[Dataset entries]
BEGIN

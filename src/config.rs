use serde::{Deserialize, Serialize};
use std::fs;
use std::path::Path;

use crate::error::{ReleaseError, Result};
use crate::tag::TagPattern;

/// File looked up in the repository root.
pub const PROJECT_CONFIG_FILE: &str = "release.toml";

/// File looked up in the user configuration directory.
pub const USER_CONFIG_FILE: &str = "dist-release.toml";

/// Represents the complete configuration for dist-release.
///
/// Every field has a default, so an empty (or missing) file yields the
/// classic npm layout: release from `master`, build into `dist/`, commit
/// the build on the `dist` branch and push to `origin`.
#[derive(Debug, Deserialize, Serialize, Clone, PartialEq, Default)]
pub struct ReleaseConfig {
    #[serde(default)]
    pub git: GitConfig,

    #[serde(default)]
    pub paths: PathsConfig,

    #[serde(default)]
    pub commands: CommandsConfig,
}

fn default_release_branch() -> String {
    "master".to_string()
}

fn default_dist_branch() -> String {
    "dist".to_string()
}

fn default_remote() -> String {
    "origin".to_string()
}

fn default_tag_pattern() -> String {
    "v{version}".to_string()
}

/// Branches, remote and tag naming.
#[derive(Debug, Deserialize, Serialize, Clone, PartialEq)]
pub struct GitConfig {
    #[serde(default = "default_release_branch")]
    pub release_branch: String,

    #[serde(default = "default_dist_branch")]
    pub dist_branch: String,

    #[serde(default = "default_remote")]
    pub remote: String,

    #[serde(default = "default_tag_pattern")]
    pub tag_pattern: String,
}

impl Default for GitConfig {
    fn default() -> Self {
        GitConfig {
            release_branch: default_release_branch(),
            dist_branch: default_dist_branch(),
            remote: default_remote(),
            tag_pattern: default_tag_pattern(),
        }
    }
}

fn default_manifest() -> String {
    "package.json".to_string()
}

fn default_build_dir() -> String {
    "dist".to_string()
}

fn default_ignore_file() -> String {
    ".gitignore".to_string()
}

/// Paths relative to the repository root.
#[derive(Debug, Deserialize, Serialize, Clone, PartialEq)]
pub struct PathsConfig {
    #[serde(default = "default_manifest")]
    pub manifest: String,

    /// Build output directory; also the literal ignore-file entry to strip
    #[serde(default = "default_build_dir")]
    pub build_dir: String,

    #[serde(default = "default_ignore_file")]
    pub ignore_file: String,
}

impl Default for PathsConfig {
    fn default() -> Self {
        PathsConfig {
            manifest: default_manifest(),
            build_dir: default_build_dir(),
            ignore_file: default_ignore_file(),
        }
    }
}

fn default_build_command() -> String {
    "npm run build".to_string()
}

fn default_check_command() -> String {
    "npm run check".to_string()
}

fn default_publish_command() -> String {
    "npm publish".to_string()
}

/// Shell commands for the opaque external steps.
#[derive(Debug, Deserialize, Serialize, Clone, PartialEq)]
pub struct CommandsConfig {
    #[serde(default = "default_build_command")]
    pub build: String,

    #[serde(default = "default_check_command")]
    pub check: String,

    #[serde(default = "default_publish_command")]
    pub publish: String,
}

impl Default for CommandsConfig {
    fn default() -> Self {
        CommandsConfig {
            build: default_build_command(),
            check: default_check_command(),
            publish: default_publish_command(),
        }
    }
}

impl ReleaseConfig {
    /// Parse a configuration from TOML text and validate it.
    pub fn from_toml(content: &str) -> Result<Self> {
        let config: ReleaseConfig =
            toml::from_str(content).map_err(|e| ReleaseError::config(e.to_string()))?;
        config.tag_pattern().validate()?;
        Ok(config)
    }

    /// Tag naming pattern for this project.
    pub fn tag_pattern(&self) -> TagPattern {
        TagPattern::new(self.git.tag_pattern.as_str())
    }
}

/// Loads configuration from file or returns defaults.
///
/// Attempts to load configuration in the following order:
/// 1. Custom path provided as parameter
/// 2. `release.toml` in the repository root
/// 3. `dist-release.toml` in the user config directory
/// 4. Default configuration if no file found
///
/// # Arguments
/// * `config_path` - Optional path to custom configuration file
/// * `repo_root` - Working directory of the repository being released
///
/// # Returns
/// * `Ok(ReleaseConfig)` - Loaded or default configuration
/// * `Err` - If a file exists but cannot be read or parsed
pub fn load_config(config_path: Option<&Path>, repo_root: &Path) -> Result<ReleaseConfig> {
    let project_config = repo_root.join(PROJECT_CONFIG_FILE);

    let config_str = if let Some(path) = config_path {
        log::debug!("loading config from {}", path.display());
        fs::read_to_string(path)?
    } else if project_config.exists() {
        log::debug!("loading config from {}", project_config.display());
        fs::read_to_string(project_config)?
    } else if let Some(config_dir) = dirs::config_dir() {
        let user_config = config_dir.join(USER_CONFIG_FILE);
        if user_config.exists() {
            log::debug!("loading config from {}", user_config.display());
            fs::read_to_string(user_config)?
        } else {
            log::debug!("no config file found, using defaults");
            return Ok(ReleaseConfig::default());
        }
    } else {
        return Ok(ReleaseConfig::default());
    };

    ReleaseConfig::from_toml(&config_str)
}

END

Task to complete:
Output an identical copy of every record above.

Result for this exercise:
filename src/config.rs
use serde::{Deserialize, Serialize};
use std::fs;
use std::path::Path;

use crate::error::{ReleaseError, Result};
use crate::tag::TagPattern;

/// File looked up in the repository root.
pub const PROJECT_CONFIG_FILE: &str = "release.toml";

/// File looked up in the user configuration directory.
pub const USER_CONFIG_FILE: &str = "dist-release.toml";

/// Represents the complete configuration for dist-release.
///
/// Every field has a default, so an empty (or missing) file yields the
/// classic npm layout: release from `master`, build into `dist/`, commit
/// the build on the `dist` branch and push to `origin`.
#[derive(Debug, Deserialize, Serialize, Clone, PartialEq, Default)]
pub struct ReleaseConfig {
    #[serde(default)]
    pub git: GitConfig,

    #[serde(default)]
    pub paths: PathsConfig,

    #[serde(default)]
    pub commands: CommandsConfig,
}

fn default_release_branch() -> String {
    "master".to_string()
}

fn default_dist_branch() -> String {
    "dist".to_string()
}

fn default_remote() -> String {
    "origin".to_string()
}

fn default_tag_pattern() -> String {
    "v{version}".to_string()
}

/// Branches, remote and tag naming.
#[derive(Debug, Deserialize, Serialize, Clone, PartialEq)]
pub struct GitConfig {
    #[serde(default = "default_release_branch")]
    pub release_branch: String,

    #[serde(default = "default_dist_branch")]
    pub dist_branch: String,

    #[serde(default = "default_remote")]
    pub remote: String,

    #[serde(default = "default_tag_pattern")]
    pub tag_pattern: String,
}

impl Default for GitConfig {
    fn default() -> Self {
        GitConfig {
            release_branch: default_release_branch(),
            dist_branch: default_dist_branch(),
            remote: default_remote(),
            tag_pattern: default_tag_pattern(),
        }
    }
}

fn default_manifest() -> String {
    "package.json".to_string()
}

fn default_build_dir() -> String {
    "dist".to_string()
}

fn default_ignore_file() -> String {
    ".gitignore".to_string()
}

/// Paths relative to the repository root.
#[derive(Debug, Deserialize, Serialize, Clone, PartialEq)]
pub struct PathsConfig {
    #[serde(default = "default_manifest")]
    pub manifest: String,

    /// Build output directory; also the literal ignore-file entry to strip
    #[serde(default = "default_build_dir")]
    pub build_dir: String,

    #[serde(default = "default_ignore_file")]
    pub ignore_file: String,
}

impl Default for PathsConfig {
    fn default() -> Self {
        PathsConfig {
            manifest: default_manifest(),
            build_dir: default_build_dir(),
            ignore_file: default_ignore_file(),
        }
    }
}

fn default_build_command() -> String {
    "npm run build".to_string()
}

fn default_check_command() -> String {
    "npm run check".to_string()
}

fn default_publish_command() -> String {
    "npm publish".to_string()
}

/// Shell commands for the opaque external steps.
#[derive(Debug, Deserialize, Serialize, Clone, PartialEq)]
pub struct CommandsConfig {
    #[serde(default = "default_build_command")]
    pub build: String,

    #[serde(default = "default_check_command")]
    pub check: String,

    #[serde(default = "default_publish_command")]
    pub publish: String,
}

impl Default for CommandsConfig {
    fn default() -> Self {
        CommandsConfig {
            build: default_build_command(),
            check: default_check_command(),
            publish: default_publish_command(),
        }
    }
}

impl ReleaseConfig {
    /// Parse a configuration from TOML text and validate it.
    pub fn from_toml(content: &str) -> Result<Self> {
        let config: ReleaseConfig =
            toml::from_str(content).map_err(|e| ReleaseError::config(e.to_string()))?;
        config.tag_pattern().validate()?;
        Ok(config)
    }

    /// Tag naming pattern for this project.
    pub fn tag_pattern(&self) -> TagPattern {
        TagPattern::new(self.git.tag_pattern.as_str())
    }
}

/// Loads configuration from file or returns defaults.
///
/// Attempts to load configuration in the following order:
/// 1. Custom path provided as parameter
/// 2. `release.toml` in the repository root
/// 3. `dist-release.toml` in the user config directory
/// 4. Default configuration if no file found
///
/// # Arguments
/// * `config_path` - Optional path to custom configuration file
/// * `repo_root` - Working directory of the repository being released
///
/// # Returns
/// * `Ok(ReleaseConfig)` - Loaded or default configuration
/// * `Err` - If a file exists but cannot be read or parsed
pub fn load_config(config_path: Option<&Path>, repo_root: &Path) -> Result<ReleaseConfig> {
    let project_config = repo_root.join(PROJECT_CONFIG_FILE);

    let config_str = if let Some(path) = config_path {
        log::debug!("loading config from {}", path.display());
        fs::read_to_string(path)?
    } else if project_config.exists() {
        log::debug!("loading config from {}", project_config.display());
        fs::read_to_string(project_config)?
    } else if let Some(config_dir) = dirs::config_dir() {
        let user_config = config_dir.join(USER_CONFIG_FILE);
        if user_config.exists() {
            log::debug!("loading config from {}", user_config.display());
            fs::read_to_string(user_config)?
        } else {
            log::debug!("no config file found, using defaults");
            return Ok(ReleaseConfig::default());
        }
    } else {
        return Ok(ReleaseConfig::default());
    };

    ReleaseConfig::from_toml(&config_str)
}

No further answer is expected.